|President Barack Obama|
President Barack Obama wants to spend $1.2 billion on the fight against antibiotic-resistant bacteria in the coming fiscal year, nearly doubling the nation's previous efforts.
The proposal, a facet of the president's coming budget request, would put $650 million in the hands of the National Institutes of Health to fund the development of new anti-infective treatments and the launch of a large-scale study designed to better understand the evolution of drug resistance, the White House said. Another $47 million would go to the FDA to help speed along the review and approval of new treatments, and $280 million would fund the Centers for Disease Control and Prevention's efforts to keep tabs on outbreaks. The rest would be split among the Agriculture, Veterans Affairs and Defense departments.
Drug-resistant bacteria lead to about 2 million illnesses and 23,000 deaths in the U.S. each year, according to the White House, and president's fiscal 2016 request would help "combat and prevent antibiotic resistance that will lead to critical new developments that could fundamentally transform how public health prevents the transmission and emergence of antibiotic-resistant infections," the administration said in a statement.

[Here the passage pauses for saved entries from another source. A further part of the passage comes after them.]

//! Graph algorithms operating on a [`crate::graph::Graph`].

pub mod all_pairs;
pub mod equal_paths;
pub mod flow;
pub mod metrics;
pub mod mst;
mod queue;
pub mod shortest_path;

pub use all_pairs::{floyd_warshall, DistanceMatrix};
pub use equal_paths::{
    all_path_lengths, equal_distance_vertex, equal_length_vertex_any_path,
    find_equal_length_vertex, EqualLengthMatch, MatchStrategy, PathBudget,
};
pub use flow::{build_flow_network, edmonds_karp, FlowEdge, FlowNetwork, MaxFlow};
pub use metrics::{cyclomatic_number, cyclomatic_report, knots, CyclomaticReport};
pub use mst::{prim, prim_all_starts, MstResult};
pub use shortest_path::{
    bellman_ford, dijkstra, dijkstra_bounded, BellmanFord, PathLookup, ShortestPaths,
};
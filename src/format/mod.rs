//! Plain-text graph file I/O.
//!
//! ```text
//! # comments and blank lines are ignored
//! graph directed weighted
//! vertex A
//! vertex B
//! edge A B 2.5
//! ```
//!
//! The header must come first. Values are single whitespace-free tokens,
//! type-sniffed with [`crate::types::Value::parse`]. An `edge` line is one
//! logical connection: non-oriented graphs mirror it on load.

pub mod reader;
pub mod writer;

pub use reader::GraphReader;
pub use writer::GraphWriter;

pub(crate) const DIRECTED: &str = "directed";
pub(crate) const UNDIRECTED: &str = "undirected";
pub(crate) const WEIGHTED: &str = "weighted";
pub(crate) const UNWEIGHTED: &str = "unweighted";
pub(crate) const VERTEX: &str = "vertex";
pub(crate) const EDGE: &str = "edge";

Obama's embrace of antibiotic R&D comes alongside a complementary effort from some of the world's largest drugmakers, which, after years of inattention to the field, have kick-started development programs targeting deadly superbugs. Roche ($RHHBY) has struck a series of high-dollar deals to build its pipeline of anti-infectives, while the bottom-line conscious Actavis ($ACT), recognizing an opportunity, put up $675 million for antibiotic specialist Durata Therapeutics. Late last year, Merck ($MRK) made a splash in the space by agreeing to pay $9.5 billion Cubist Pharmaceuticals and its wide pipeline of critical care treatments.
The White House's disclosure provides another clue that Obama is prioritizing research funding in his latest budget request, slated for release Feb. 2. During his State of the Union address last week, the president unveiled vague plans for a Precision Medicine Initiative, talking up the potential of molecularly targeted therapies and saying "the country that eliminated polio and mapped the human genome" is poised to lead a new era of medicine. Obama didn't attach any dollar figures to the effort, but many expect it to emulate the planned $4.5 billion BRAIN Initiative, a 2013 initiative through which NIH hands out grants each year with the goal of better understanding neuroscience.